If its possible could someone show me how to prove Qi) without using induction.
Proving Qi) inductively is fairly easy base case $n=1$ we have $ (1+h) \geq (1+h) $ thus base case is true assume true for all k want to show true for all $ (k+1) $
Now we want to show that $ (1+h) (1+h)^k \geq 1+(k+1)h$ is true.
This reduces to $ (1+h) (1+h)^k \geq (1+hk) +h$ using the k case we can reduce this to be true whenever the inequality $ (1+h) \geq +h$ which is always true for all h this implies that the inequality holds for all $n\in \mathbb{N} $ and $ \forall h \in \mathbb{R} $ but that's actually not true and would only be true if n were even since n can be odd the left side can be bigger in magnitude but actually be negative if $(1+h) <0$ luckily for me $ h> -1 $ is a condition.
Answer
I'll assume you mean $n$ is an integer.
Here's how one can easily go about a proof by induction. The proof for $n=1$ is obvious.
Assume the case is established for $n$ then, $(1+h)^{n+1}=(1+h)^n(1+h)\geq(1+nh)(1+h)=1+(n+1)h+nh^2\geq 1+(n+1)h$
The part where $h\geq-1$ is in using the $\geq$ where we assume that $(1+h)$ is positive.
There is a way I know to prove it without induction that extends to real numbers instead of only integers.
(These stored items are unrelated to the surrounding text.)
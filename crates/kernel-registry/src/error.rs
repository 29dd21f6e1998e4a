//! Registry and kernel errors

use thiserror::Error;

use crate::dtype::DType;
use crate::operator::Shape;
use crate::variant::KernelVariant;

/// Catalog and operation-registry errors
#[derive(Debug, Clone, PartialEq, Eq, Error)]
pub enum RegistryError {
    #[error("operators `{first}` and `{second}` both normalize to `{public_name}`")]
    DuplicatePublicName {
        public_name: String,
        first: String,
        second: String,
    },

    #[error("operators `{first}` and `{second}` both generate `fn {fn_name}`")]
    DuplicateFnName {
        fn_name: String,
        first: String,
        second: String,
    },

    #[error("unknown operator `{0}`")]
    UnknownOperator(String),

    #[error("operator `{0}` is already registered")]
    AlreadyRegistered(String),

    #[error("operator `{op}` needs {expected} ordered children, node has {found}")]
    ChildCount {
        op: String,
        expected: usize,
        found: usize,
    },
}

/// Errors raised while evaluating comparison kernels
#[derive(Debug, Clone, PartialEq, Eq, Error)]
pub enum KernelError {
    #[error("length mismatch: left operand has {left} elements, right has {right}")]
    LengthMismatch { left: usize, right: usize },

    #[error("kernel `{0}` is not part of the kernel matrix")]
    UnsupportedVariant(KernelVariant),

    #[error("operand shape mismatch: kernel is {expected}, operands are {got}")]
    ShapeMismatch { expected: Shape, got: Shape },

    #[error("operand type mismatch: expected {expected}, got {got}")]
    TypeMismatch { expected: DType, got: DType },

    #[error("unknown kernel `{0}`")]
    UnknownKernel(String),
}
//! Comparison Kernel Registry.
//!
//! Single source of truth for the element-wise operator catalog and the
//! link-time registry of comparison kernels.
//!
//! # Architecture
//!
//! - [`operator`] declares the operator table (name, arity, result kinds,
//!   orderability). Generated API surfaces and the kernel matrix read it
//!   directly; nothing is scraped from source.
//! - [`normalize`] turns opcode identifiers into public API names.
//! - [`dtype`] is the type catalog with per-kind capabilities.
//! - [`graph`] maps operator names to graph-node constructors.
//! - [`KERNELS`] is a [`linkme::distributed_slice`]: each comparison operator
//!   registers one [`KernelDescriptor`] at link time, and lookups dispatch
//!   through it.
//!
//! # Example Registration
//!
//! ```ignore
//! use cmpkit_registry::{CmpOp, KERNELS, KernelDescriptor, linkme::distributed_slice};
//!
//! #[distributed_slice(KERNELS)]
//! static EQ: KernelDescriptor = KernelDescriptor {
//!     op: CmpOp::Eq,
//!     name: "eq",
//!     doc: "Element-wise equality",
//!     implementation: eq_kernel,
//! };
//! ```
//!
//! # Example Lookup
//!
//! ```ignore
//! use cmpkit_registry::{CmpOp, Column, Operand, ResultKind, eval};
//!
//! let a = Column::from(vec![1i32, 2, 3]);
//! let b = Column::from(vec![1i32, 5, 3]);
//! let mask = eval(CmpOp::Eq, &a, Operand::Column(&b), ResultKind::BoolMask);
//! ```

pub mod dtype;
pub mod error;
pub mod graph;
pub mod normalize;
pub mod operator;
pub mod value;
pub mod variant;

pub use linkme;

pub use dtype::DType;
pub use error::{KernelError, RegistryError};
pub use graph::{ElemBinOp, OperationRegistry, OrderedChildren};
pub use normalize::{OperatorDescriptor, normalize_catalog};
pub use operator::{
    Arity, BINARY_OPERATORS, CmpOp, OperatorSpec, ResultKind, Shape, UNARY_OPERATORS,
};
pub use value::{Column, Complex64, Complex128, Operand, RawPtr, Scalar, Uintptr};
pub use variant::KernelVariant;

use linkme::distributed_slice;

/// Signature of a registered comparison kernel family.
///
/// The operand shape selects array-array or array-scalar; `result` selects
/// the output representation.
pub type CompareFn = fn(&Column, Operand<'_>, ResultKind) -> Result<Column, KernelError>;

/// Descriptor for one registered comparison operator
pub struct KernelDescriptor {
    /// Operator this family implements
    pub op: CmpOp,
    /// Kernel-name prefix (e.g. "eq", "gte")
    pub name: &'static str,
    /// Documentation string
    pub doc: &'static str,
    /// The implementation
    pub implementation: CompareFn,
}

impl KernelDescriptor {
    /// Evaluate the kernel
    pub fn eval(
        &self,
        lhs: &Column,
        rhs: Operand<'_>,
        result: ResultKind,
    ) -> Result<Column, KernelError> {
        (self.implementation)(lhs, rhs, result)
    }
}

/// Distributed slice collecting all comparison kernel registrations.
#[distributed_slice]
pub static KERNELS: [KernelDescriptor];

/// Get all registered kernel names
pub fn all_names() -> impl Iterator<Item = &'static str> {
    KERNELS.iter().map(|k| k.name)
}

/// Look up a kernel family by operator
pub fn get(op: CmpOp) -> Option<&'static KernelDescriptor> {
    KERNELS.iter().find(|k| k.op == op)
}

/// Look up a kernel family by name
pub fn get_by_name(name: &str) -> Option<&'static KernelDescriptor> {
    KERNELS.iter().find(|k| k.name == name)
}

/// Check if a name is a registered kernel family
pub fn is_known(name: &str) -> bool {
    get_by_name(name).is_some()
}

/// Evaluate a registered kernel family
pub fn eval(
    op: CmpOp,
    lhs: &Column,
    rhs: Operand<'_>,
    result: ResultKind,
) -> Option<Result<Column, KernelError>> {
    get(op).map(|k| k.eval(lhs, rhs, result))
}

#[cfg(test)]
mod tests {
    use super::*;

    // Test kernel registered via the slice directly
    #[distributed_slice(KERNELS)]
    static TEST_NE: KernelDescriptor = KernelDescriptor {
        op: CmpOp::Ne,
        name: "test_ne",
        doc: "Inequality over i32 columns",
        implementation: |lhs, rhs, _| match (lhs, rhs) {
            (Column::I32(a), Operand::Scalar(Scalar::I32(b))) => {
                Ok(Column::Bool(a.iter().map(|x| x != b).collect()))
            }
            _ => Err(KernelError::UnknownKernel("test_ne".into())),
        },
    };

    #[test]
    fn test_lookup() {
        assert!(is_known("test_ne"));
        assert!(!is_known("nonexistent"));
        assert_eq!(get(CmpOp::Ne).map(|k| k.name), Some("test_ne"));
    }

    #[test]
    fn test_eval() {
        let lhs = Column::from(vec![1i32, 2, 3]);
        let rhs = Scalar::from(2i32);
        let result = eval(CmpOp::Ne, &lhs, Operand::Scalar(&rhs), ResultKind::BoolMask);
        assert_eq!(result, Some(Ok(Column::Bool(vec![true, false, true]))));
        assert!(eval(CmpOp::Lt, &lhs, Operand::Scalar(&rhs), ResultKind::BoolMask).is_none());
    }
}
Let $f(x)=x^\alpha-\alpha x+\alpha-1$.
$f'(x)=\alpha*(x^{\alpha-1}-1)$
$f'(x)=0$ at $x=1$ and it is obvious that $f(x)$ has a local minimum when $\alpha<0$ or $1<\alpha$ and $x>0$
At $x=1$, $f(x)=0$ so $f(x)\geq0$
Set $x=(1+h)$
Now, you have:
$(1+h)^\alpha-\alpha-\alpha h+\alpha-1=(1+h)^\alpha-\alpha h-1\geq 0$ and we can deduce Bernoulli's Inequality as a special case.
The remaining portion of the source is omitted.